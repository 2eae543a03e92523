//! Structured error handling for pagination operations.

use std::borrow::Cow;

use strum::{AsRefStr, Display, EnumString, IntoStaticStr};

use crate::identifier::{PageIdentifier, PageIdentifierKind};
use crate::pageable::PageableDescriptor;

/// Type alias for boxed dynamic errors that can be sent across threads.
pub type BoxedError = Box<dyn std::error::Error + Send + Sync>;

/// Type alias for Results with our custom Error type.
pub type Result<T, E = Error> = std::result::Result<T, E>;

/// Categories of errors that can occur while paginating.
#[derive(Debug, Clone, Copy, PartialEq, Eq, Hash)]
#[derive(AsRefStr, Display, EnumString, IntoStaticStr)]
#[strum(serialize_all = "snake_case")]
pub enum ErrorKind {
    /// A sort-key property resolved to null.
    NullBoundaryValue,
    /// A sort-key property resolved to a non-comparable value.
    UnsupportedValue,
    /// Boundary values do not match the sort specification.
    BoundaryMismatch,
    /// No encoder is registered for an identifier kind.
    UnsupportedPageIdentifier,
    /// A token could not be decoded.
    MalformedToken,
    /// The requested page lies beyond the data set.
    PageOutOfBounds,
    /// The requested page lies beyond the configured page limit.
    LimitExceeded,
    /// The underlying adapter failed.
    Adapter,
    /// Invalid configuration.
    Configuration,
}

/// Errors produced by boundary extraction, identifier encoding and page fetching.
#[derive(Debug, thiserror::Error)]
#[must_use = "pagination errors should be handled appropriately"]
pub enum Error {
    /// A boundary property resolved to null.
    ///
    /// Null cannot take part in a total order, so the page build is aborted.
    #[error("boundary property `{property}` resolved to null")]
    NullBoundaryValue {
        /// Name of the offending property.
        property: String,
    },

    /// A boundary property resolved to a value that cannot be compared.
    #[error("boundary property `{property}` is not a comparable scalar (found {found})")]
    UnsupportedValue {
        /// Name of the offending property.
        property: String,
        /// Short description of the value that was found.
        found: Cow<'static, str>,
    },

    /// Boundary values do not match the declared sort specification.
    #[error("boundary fields [{found}] do not match sort specification [{expected}]")]
    BoundaryMismatch {
        /// Field names of the sort specification, in order.
        expected: String,
        /// Field names carried by the boundary, in order.
        found: String,
    },

    /// No encoder is registered for the identifier kind.
    #[error("no encoder registered for page identifier kind `{kind}`")]
    UnsupportedPageIdentifier {
        /// The identifier kind that could not be handled.
        kind: PageIdentifierKind,
    },

    /// A token could not be decoded into a page identifier.
    #[error("malformed page token: {reason}")]
    MalformedToken {
        /// What was wrong with the token.
        reason: Cow<'static, str>,
        /// Underlying decoding error, if any.
        #[source]
        source: Option<BoxedError>,
    },

    /// The identifier points beyond the data set.
    #[error("page {identifier} is out of bounds for {pageable}")]
    PageOutOfBounds {
        /// The pageable the request was made against.
        pageable: PageableDescriptor,
        /// The offending identifier.
        identifier: PageIdentifier,
    },

    /// The identifier points beyond the configured page limit.
    #[error("page {identifier} exceeds the limit of {limit} pages for {pageable}")]
    LimitExceeded {
        /// The pageable the request was made against.
        pageable: PageableDescriptor,
        /// The offending identifier.
        identifier: PageIdentifier,
        /// The configured page limit.
        limit: u64,
    },

    /// The adapter failed; the source is kept as-is.
    #[error("adapter failure: {0}")]
    Adapter(#[source] BoxedError),

    /// Invalid configuration.
    #[error("configuration error: {0}")]
    Config(Cow<'static, str>),
}

impl Error {
    /// Wraps an adapter-side failure.
    pub fn adapter(source: impl Into<BoxedError>) -> Self {
        Self::Adapter(source.into())
    }

    /// Creates a malformed-token error without a source.
    pub fn malformed(reason: impl Into<Cow<'static, str>>) -> Self {
        Self::MalformedToken {
            reason: reason.into(),
            source: None,
        }
    }

    /// Creates a malformed-token error caused by `source`.
    pub fn malformed_with_source(
        reason: impl Into<Cow<'static, str>>,
        source: impl Into<BoxedError>,
    ) -> Self {
        Self::MalformedToken {
            reason: reason.into(),
            source: Some(source.into()),
        }
    }

    /// Creates a configuration error.
    pub fn config(message: impl Into<Cow<'static, str>>) -> Self {
        Self::Config(message.into())
    }

    /// Returns the category of this error.
    pub const fn kind(&self) -> ErrorKind {
        match self {
            Self::NullBoundaryValue { .. } => ErrorKind::NullBoundaryValue,
            Self::UnsupportedValue { .. } => ErrorKind::UnsupportedValue,
            Self::BoundaryMismatch { .. } => ErrorKind::BoundaryMismatch,
            Self::UnsupportedPageIdentifier { .. } => ErrorKind::UnsupportedPageIdentifier,
            Self::MalformedToken { .. } => ErrorKind::MalformedToken,
            Self::PageOutOfBounds { .. } => ErrorKind::PageOutOfBounds,
            Self::LimitExceeded { .. } => ErrorKind::LimitExceeded,
            Self::Adapter(_) => ErrorKind::Adapter,
            Self::Config(_) => ErrorKind::Configuration,
        }
    }

    /// Returns whether this error was caused by caller input.
    ///
    /// These map to a "bad request" or "not found" class response at an HTTP
    /// boundary rather than a server failure.
    pub const fn is_client_error(&self) -> bool {
        matches!(
            self,
            Self::MalformedToken { .. }
                | Self::PageOutOfBounds { .. }
                | Self::LimitExceeded { .. }
                | Self::BoundaryMismatch { .. }
        )
    }

    /// Returns whether this error indicates a wiring or configuration mistake.
    pub const fn is_configuration_error(&self) -> bool {
        matches!(
            self,
            Self::UnsupportedPageIdentifier { .. } | Self::Config(_)
        )
    }
}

══════

### Work to complete:
Every record above must be repeated word for word.

### Output of the task:
repository 2eae543a03e92523
//! Structured error handling for pagination operations.

use std::borrow::Cow;

use strum::{AsRefStr, Display, EnumString, IntoStaticStr};

use crate::identifier::{PageIdentifier, PageIdentifierKind};
use crate::pageable::PageableDescriptor;

/// Type alias for boxed dynamic errors that can be sent across threads.
pub type BoxedError = Box<dyn std::error::Error + Send + Sync>;

/// Type alias for Results with our custom Error type.
pub type Result<T, E = Error> = std::result::Result<T, E>;

/// Categories of errors that can occur while paginating.
#[derive(Debug, Clone, Copy, PartialEq, Eq, Hash)]
#[derive(AsRefStr, Display, EnumString, IntoStaticStr)]
#[strum(serialize_all = "snake_case")]
pub enum ErrorKind {
    /// A sort-key property resolved to null.
    NullBoundaryValue,
    /// A sort-key property resolved to a non-comparable value.
    UnsupportedValue,
    /// Boundary values do not match the sort specification.
    BoundaryMismatch,
    /// No encoder is registered for an identifier kind.
    UnsupportedPageIdentifier,
    /// A token could not be decoded.
    MalformedToken,
    /// The requested page lies beyond the data set.
    PageOutOfBounds,
    /// The requested page lies beyond the configured page limit.
    LimitExceeded,
    /// The underlying adapter failed.
    Adapter,
    /// Invalid configuration.
    Configuration,
}

/// Errors produced by boundary extraction, identifier encoding and page fetching.
#[derive(Debug, thiserror::Error)]
#[must_use = "pagination errors should be handled appropriately"]
pub enum Error {
    /// A boundary property resolved to null.
    ///
    /// Null cannot take part in a total order, so the page build is aborted.
    #[error("boundary property `{property}` resolved to null")]
    NullBoundaryValue {
        /// Name of the offending property.
        property: String,
    },

    /// A boundary property resolved to a value that cannot be compared.
    #[error("boundary property `{property}` is not a comparable scalar (found {found})")]
    UnsupportedValue {
        /// Name of the offending property.
        property: String,
        /// Short description of the value that was found.
        found: Cow<'static, str>,
    },

    /// Boundary values do not match the declared sort specification.
    #[error("boundary fields [{found}] do not match sort specification [{expected}]")]
    BoundaryMismatch {
        /// Field names of the sort specification, in order.
        expected: String,
        /// Field names carried by the boundary, in order.
        found: String,
    },

    /// No encoder is registered for the identifier kind.
    #[error("no encoder registered for page identifier kind `{kind}`")]
    UnsupportedPageIdentifier {
        /// The identifier kind that could not be handled.
        kind: PageIdentifierKind,
    },

    /// A token could not be decoded into a page identifier.
    #[error("malformed page token: {reason}")]
    MalformedToken {
        /// What was wrong with the token.
        reason: Cow<'static, str>,
        /// Underlying decoding error, if any.
        #[source]
        source: Option<BoxedError>,
    },

    /// The identifier points beyond the data set.
    #[error("page {identifier} is out of bounds for {pageable}")]
    PageOutOfBounds {
        /// The pageable the request was made against.
        pageable: PageableDescriptor,
        /// The offending identifier.
        identifier: PageIdentifier,
    },

    /// The identifier points beyond the configured page limit.
    #[error("page {identifier} exceeds the limit of {limit} pages for {pageable}")]
    LimitExceeded {
        /// The pageable the request was made against.
        pageable: PageableDescriptor,
        /// The offending identifier.
        identifier: PageIdentifier,
        /// The configured page limit.
        limit: u64,
    },

    /// The adapter failed; the source is kept as-is.
    #[error("adapter failure: {0}")]
    Adapter(#[source] BoxedError),

    /// Invalid configuration.
    #[error("configuration error: {0}")]
    Config(Cow<'static, str>),
}

impl Error {
    /// Wraps an adapter-side failure.
    pub fn adapter(source: impl Into<BoxedError>) -> Self {
        Self::Adapter(source.into())
    }

    /// Creates a malformed-token error without a source.
    pub fn malformed(reason: impl Into<Cow<'static, str>>) -> Self {
        Self::MalformedToken {
            reason: reason.into(),
            source: None,
        }
    }

    /// Creates a malformed-token error caused by `source`.
    pub fn malformed_with_source(
        reason: impl Into<Cow<'static, str>>,
        source: impl Into<BoxedError>,
    ) -> Self {
        Self::MalformedToken {
            reason: reason.into(),
            source: Some(source.into()),
        }
    }

    /// Creates a configuration error.
    pub fn config(message: impl Into<Cow<'static, str>>) -> Self {
        Self::Config(message.into())
    }

    /// Returns the category of this error.
    pub const fn kind(&self) -> ErrorKind {
        match self {
            Self::NullBoundaryValue { .. } => ErrorKind::NullBoundaryValue,
            Self::UnsupportedValue { .. } => ErrorKind::UnsupportedValue,
            Self::BoundaryMismatch { .. } => ErrorKind::BoundaryMismatch,
            Self::UnsupportedPageIdentifier { .. } => ErrorKind::UnsupportedPageIdentifier,
            Self::MalformedToken { .. } => ErrorKind::MalformedToken,
            Self::PageOutOfBounds { .. } => ErrorKind::PageOutOfBounds,
            Self::LimitExceeded { .. } => ErrorKind::LimitExceeded,
            Self::Adapter(_) => ErrorKind::Adapter,
            Self::Config(_) => ErrorKind::Configuration,
        }
    }

    /// Returns whether this error was caused by caller input.
    ///
    /// These map to a "bad request" or "not found" class response at an HTTP
    /// boundary rather than a server failure.
    pub const fn is_client_error(&self) -> bool {
        matches!(
            self,
            Self::MalformedToken { .. }
                | Self::PageOutOfBounds { .. }
                | Self::LimitExceeded { .. }
                | Self::BoundaryMismatch { .. }
        )
    }

    /// Returns whether this error indicates a wiring or configuration mistake.
    pub const fn is_configuration_error(&self) -> bool {
        matches!(
            self,
            Self::UnsupportedPageIdentifier { .. } | Self::Config(_)
        )
    }
}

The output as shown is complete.